TASK DESCRIPTION:
From the first line to the last, restate the data word for word.

(Records excerpted from a collection)
§
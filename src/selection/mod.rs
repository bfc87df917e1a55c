//! Channel selection
//!
//! Wraps [`ElectrodeSelection`] in an optional search over the staircase
//! candidate sizes. Every candidate is scored by the mean held-out accuracy of
//! the estimator's internal tangent-space pipeline over a seeded, shuffled
//! 4-fold split.

pub mod electrode;
pub mod staircase;

pub use electrode::ElectrodeSelection;
pub use staircase::staircase;

use crate::error::{DecoderError, Result};
use crate::evaluation::cross_validation::{CVStrategy, CrossValidator, DEFAULT_RANDOM_STATE};
use crate::pipeline::features::covariances;
use ndarray::{Array1, Array3, Axis};
use rayon::prelude::*;
use serde::{Deserialize, Serialize};
use tracing::{debug, info};

/// Folds used to score each candidate size
pub const SELECTION_FOLDS: usize = 4;

/// How the number of kept channels is chosen
#[derive(Debug, Clone, Copy, PartialEq, Eq, Serialize, Deserialize)]
#[serde(rename_all = "snake_case")]
pub enum SelectionMode {
    /// Search the staircase candidates
    Auto,
    /// Keep exactly this many channels
    Manual(usize),
}

impl Default for SelectionMode {
    fn default() -> Self {
        SelectionMode::Auto
    }
}

/// Result of a channel selection
#[derive(Debug, Clone, Serialize, Deserialize)]
pub struct SelectionOutcome {
    pub n_channels: usize,
    /// Kept channel indices, ascending
    pub channels: Vec<usize>,
    pub channel_names: Vec<String>,
    /// `(candidate size, mean score)` for every candidate that could be scored
    pub candidate_scores: Vec<(usize, f64)>,
}

/// Picks a channel subset from epochs
#[derive(Debug, Clone)]
pub struct FeatureSelector {
    mode: SelectionMode,
    random_state: u64,
}

impl FeatureSelector {
    pub fn new(mode: SelectionMode) -> Self {
        Self {
            mode,
            random_state: DEFAULT_RANDOM_STATE,
        }
    }

    pub fn with_random_state(mut self, seed: u64) -> Self {
        self.random_state = seed;
        self
    }

    pub fn mode(&self) -> SelectionMode {
        self.mode
    }

    /// Select channels of `x` `(epochs, channels, times)`.
    ///
    /// Any failure is reported as [`DecoderError::OptimizationError`].
    pub fn select(
        &self,
        x: &Array3<f64>,
        y: &Array1<usize>,
        channel_names: &[String],
    ) -> Result<SelectionOutcome> {
        let n_channels = x.shape()[1];
        if channel_names.len() != n_channels {
            return Err(DecoderError::OptimizationError(format!(
                "{} channel names for {} channels",
                channel_names.len(),
                n_channels
            )));
        }
        let covs = covariances(x);

        let (best, candidate_scores) = match self.mode {
            SelectionMode::Manual(k) => (k, Vec::new()),
            SelectionMode::Auto => self.search(&covs, y)?,
        };

        let mut selection = ElectrodeSelection::new(best);
        selection
            .fit(&covs, y)
            .map_err(|e| DecoderError::OptimizationError(format!("electrode selection: {}", e)))?;
        let channels = selection
            .subset()
            .map(|s| s.to_vec())
            .ok_or_else(|| DecoderError::OptimizationError("no subset selected".to_string()))?;

        info!(n_channels = best, channels = ?channels, "Selected channels");
        Ok(SelectionOutcome {
            n_channels: best,
            channel_names: channels.iter().map(|&c| channel_names[c].clone()).collect(),
            channels,
            candidate_scores,
        })
    }

    /// Best staircase candidate; ties go to the smaller size.
    fn search(&self, covs: &Array3<f64>, y: &Array1<usize>) -> Result<(usize, Vec<(usize, f64)>)> {
        let candidates = staircase(covs.shape()[1]);
        let splits = CrossValidator::new(CVStrategy::KFold {
            n_splits: SELECTION_FOLDS,
            shuffle: true,
        })
        .with_random_state(self.random_state)
        .split(y.len(), None)
        .map_err(|e| DecoderError::OptimizationError(e.to_string()))?;

        let scored: Vec<(usize, Option<f64>)> = candidates
            .par_iter()
            .map(|&k| {
                let mut total = 0.0;
                for split in &splits {
                    let train = covs.select(Axis(0), &split.train_indices);
                    let test = covs.select(Axis(0), &split.test_indices);
                    let y_train = y.select(Axis(0), &split.train_indices);
                    let y_test = y.select(Axis(0), &split.test_indices);

                    let mut selection = ElectrodeSelection::new(k);
                    let score = selection
                        .fit(&train, &y_train)
                        .and_then(|_| selection.score(&test, &y_test));
                    match score {
                        Ok(s) => total += s,
                        Err(e) => {
                            debug!(candidate = k, error = %e, "Candidate failed");
                            return (k, None);
                        }
                    }
                }
                (k, Some(total / splits.len() as f64))
            })
            .collect();

        let candidate_scores: Vec<(usize, f64)> = scored
            .into_iter()
            .filter_map(|(k, s)| s.map(|s| (k, s)))
            .collect();

        let mut best: Option<(usize, f64)> = None;
        for &(k, s) in &candidate_scores {
            if best.map_or(true, |(_, b)| s > b) {
                best = Some((k, s));
            }
        }
        let (k, score) = best.ok_or_else(|| {
            DecoderError::OptimizationError("no candidate channel count could be scored".to_string())
        })?;
        debug!(best = k, score, "Channel count search finished");
        Ok((k, candidate_scores))
    }
}

#[cfg(test)]
mod tests {
    use super::*;
    use rand::{Rng, SeedableRng};
    use rand_chacha::ChaCha8Rng;

    /// Channel 2 carries a class-dependent amplitude.
    fn epochs() -> (Array3<f64>, Array1<usize>, Vec<String>) {
        let mut rng = ChaCha8Rng::seed_from_u64(11);
        let n = 32;
        let y = Array1::from_shape_fn(n, |i| i % 2);
        let x = Array3::from_shape_fn((n, 5, 48), |(e, c, _)| {
            let noise: f64 = rng.gen_range(-1.0..1.0);
            if c == 2 && y[e] == 1 {
                noise * 8.0
            } else {
                noise
            }
        });
        let names = (0..5).map(|c| format!("E{}", c)).collect();
        (x, y, names)
    }

    #[test]
    fn test_manual_mode_keeps_requested_count() {
        let (x, y, names) = epochs();
        let outcome = FeatureSelector::new(SelectionMode::Manual(2)).select(&x, &y, &names).unwrap();
        assert_eq!(outcome.n_channels, 2);
        assert_eq!(outcome.channels.len(), 2);
        assert!(outcome.channels.contains(&2));
        assert!(outcome.channel_names.contains(&"E2".to_string()));
        assert!(outcome.candidate_scores.is_empty());
    }

    #[test]
    fn test_auto_mode_scores_every_candidate() {
        let (x, y, names) = epochs();
        let outcome = FeatureSelector::new(SelectionMode::Auto).select(&x, &y, &names).unwrap();
        let sizes: Vec<usize> = outcome.candidate_scores.iter().map(|(k, _)| *k).collect();
        assert_eq!(sizes, vec![1, 2, 3, 4, 5]);
        let best = outcome
            .candidate_scores
            .iter()
            .map(|(_, s)| *s)
            .fold(f64::NEG_INFINITY, f64::max);
        let first_best = outcome.candidate_scores.iter().find(|(_, s)| *s == best).unwrap().0;
        assert_eq!(outcome.n_channels, first_best);
    }

    #[test]
    fn test_invalid_manual_count_is_optimization_error() {
        let (x, y, names) = epochs();
        let err = FeatureSelector::new(SelectionMode::Manual(9)).select(&x, &y, &names).unwrap_err();
        assert!(matches!(err, DecoderError::OptimizationError(_)));
    }
}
§
EXERCISE RESULT:
filename src/selection/mod.rs
repository bfc87df917e1a55c
//! Channel selection
//!
//! Wraps [`ElectrodeSelection`] in an optional search over the staircase
//! candidate sizes. Every candidate is scored by the mean held-out accuracy of
//! the estimator's internal tangent-space pipeline over a seeded, shuffled
//! 4-fold split.

pub mod electrode;
pub mod staircase;

pub use electrode::ElectrodeSelection;
pub use staircase::staircase;

use crate::error::{DecoderError, Result};
use crate::evaluation::cross_validation::{CVStrategy, CrossValidator, DEFAULT_RANDOM_STATE};
use crate::pipeline::features::covariances;
use ndarray::{Array1, Array3, Axis};
use rayon::prelude::*;
use serde::{Deserialize, Serialize};
use tracing::{debug, info};

/// Folds used to score each candidate size
pub const SELECTION_FOLDS: usize = 4;

/// How the number of kept channels is chosen
#[derive(Debug, Clone, Copy, PartialEq, Eq, Serialize, Deserialize)]
#[serde(rename_all = "snake_case")]
pub enum SelectionMode {
    /// Search the staircase candidates
    Auto,
    /// Keep exactly this many channels
    Manual(usize),
}

impl Default for SelectionMode {
    fn default() -> Self {
        SelectionMode::Auto
    }
}

/// Result of a channel selection
#[derive(Debug, Clone, Serialize, Deserialize)]
pub struct SelectionOutcome {
    pub n_channels: usize,
    /// Kept channel indices, ascending
    pub channels: Vec<usize>,
    pub channel_names: Vec<String>,
    /// `(candidate size, mean score)` for every candidate that could be scored
    pub candidate_scores: Vec<(usize, f64)>,
}

/// Picks a channel subset from epochs
#[derive(Debug, Clone)]
pub struct FeatureSelector {
    mode: SelectionMode,
    random_state: u64,
}

impl FeatureSelector {
    pub fn new(mode: SelectionMode) -> Self {
        Self {
            mode,
            random_state: DEFAULT_RANDOM_STATE,
        }
    }

    pub fn with_random_state(mut self, seed: u64) -> Self {
        self.random_state = seed;
        self
    }

    pub fn mode(&self) -> SelectionMode {
        self.mode
    }

    /// Select channels of `x` `(epochs, channels, times)`.
    ///
    /// Any failure is reported as [`DecoderError::OptimizationError`].
    pub fn select(
        &self,
        x: &Array3<f64>,
        y: &Array1<usize>,
        channel_names: &[String],
    ) -> Result<SelectionOutcome> {
        let n_channels = x.shape()[1];
        if channel_names.len() != n_channels {
            return Err(DecoderError::OptimizationError(format!(
                "{} channel names for {} channels",
                channel_names.len(),
                n_channels
            )));
        }
        let covs = covariances(x);

        let (best, candidate_scores) = match self.mode {
            SelectionMode::Manual(k) => (k, Vec::new()),
            SelectionMode::Auto => self.search(&covs, y)?,
        };

        let mut selection = ElectrodeSelection::new(best);
        selection
            .fit(&covs, y)
            .map_err(|e| DecoderError::OptimizationError(format!("electrode selection: {}", e)))?;
        let channels = selection
            .subset()
            .map(|s| s.to_vec())
            .ok_or_else(|| DecoderError::OptimizationError("no subset selected".to_string()))?;

        info!(n_channels = best, channels = ?channels, "Selected channels");
        Ok(SelectionOutcome {
            n_channels: best,
            channel_names: channels.iter().map(|&c| channel_names[c].clone()).collect(),
            channels,
            candidate_scores,
        })
    }

    /// Best staircase candidate; ties go to the smaller size.
    fn search(&self, covs: &Array3<f64>, y: &Array1<usize>) -> Result<(usize, Vec<(usize, f64)>)> {
        let candidates = staircase(covs.shape()[1]);
        let splits = CrossValidator::new(CVStrategy::KFold {
            n_splits: SELECTION_FOLDS,
            shuffle: true,
        })
        .with_random_state(self.random_state)
        .split(y.len(), None)
        .map_err(|e| DecoderError::OptimizationError(e.to_string()))?;

        let scored: Vec<(usize, Option<f64>)> = candidates
            .par_iter()
            .map(|&k| {
                let mut total = 0.0;
                for split in &splits {
                    let train = covs.select(Axis(0), &split.train_indices);
                    let test = covs.select(Axis(0), &split.test_indices);
                    let y_train = y.select(Axis(0), &split.train_indices);
                    let y_test = y.select(Axis(0), &split.test_indices);

                    let mut selection = ElectrodeSelection::new(k);
                    let score = selection
                        .fit(&train, &y_train)
                        .and_then(|_| selection.score(&test, &y_test));
                    match score {
                        Ok(s) => total += s,
                        Err(e) => {
                            debug!(candidate = k, error = %e, "Candidate failed");
                            return (k, None);
                        }
                    }
                }
                (k, Some(total / splits.len() as f64))
            })
            .collect();

        let candidate_scores: Vec<(usize, f64)> = scored
            .into_iter()
            .filter_map(|(k, s)| s.map(|s| (k, s)))
            .collect();

        let mut best: Option<(usize, f64)> = None;
        for &(k, s) in &candidate_scores {
            if best.map_or(true, |(_, b)| s > b) {
                best = Some((k, s));
            }
        }
        let (k, score) = best.ok_or_else(|| {
            DecoderError::OptimizationError("no candidate channel count could be scored".to_string())
        })?;
        debug!(best = k, score, "Channel count search finished");
        Ok((k, candidate_scores))
    }
}

#[cfg(test)]
mod tests {
    use super::*;
    use rand::{Rng, SeedableRng};
    use rand_chacha::ChaCha8Rng;

    /// Channel 2 carries a class-dependent amplitude.
    fn epochs() -> (Array3<f64>, Array1<usize>, Vec<String>) {
        let mut rng = ChaCha8Rng::seed_from_u64(11);
        let n = 32;
        let y = Array1::from_shape_fn(n, |i| i % 2);
        let x = Array3::from_shape_fn((n, 5, 48), |(e, c, _)| {
            let noise: f64 = rng.gen_range(-1.0..1.0);
            if c == 2 && y[e] == 1 {
                noise * 8.0
            } else {
                noise
            }
        });
        let names = (0..5).map(|c| format!("E{}", c)).collect();
        (x, y, names)
    }

    #[test]
    fn test_manual_mode_keeps_requested_count() {
        let (x, y, names) = epochs();
        let outcome = FeatureSelector::new(SelectionMode::Manual(2)).select(&x, &y, &names).unwrap();
        assert_eq!(outcome.n_channels, 2);
        assert_eq!(outcome.channels.len(), 2);
        assert!(outcome.channels.contains(&2));
        assert!(outcome.channel_names.contains(&"E2".to_string()));
        assert!(outcome.candidate_scores.is_empty());
    }

    #[test]
    fn test_auto_mode_scores_every_candidate() {
        let (x, y, names) = epochs();
        let outcome = FeatureSelector::new(SelectionMode::Auto).select(&x, &y, &names).unwrap();
        let sizes: Vec<usize> = outcome.candidate_scores.iter().map(|(k, _)| *k).collect();
        assert_eq!(sizes, vec![1, 2, 3, 4, 5]);
        let best = outcome
            .candidate_scores
            .iter()
            .map(|(_, s)| *s)
            .fold(f64::NEG_INFINITY, f64::max);
        let first_best = outcome.candidate_scores.iter().find(|(_, s)| *s == best).unwrap().0;
        assert_eq!(outcome.n_channels, first_best);
    }

    #[test]
    fn test_invalid_manual_count_is_optimization_error() {
        let (x, y, names) = epochs();
        let err = FeatureSelector::new(SelectionMode::Manual(9)).select(&x, &y, &names).unwrap_err();
        assert!(matches!(err, DecoderError::OptimizationError(_)));
    }
}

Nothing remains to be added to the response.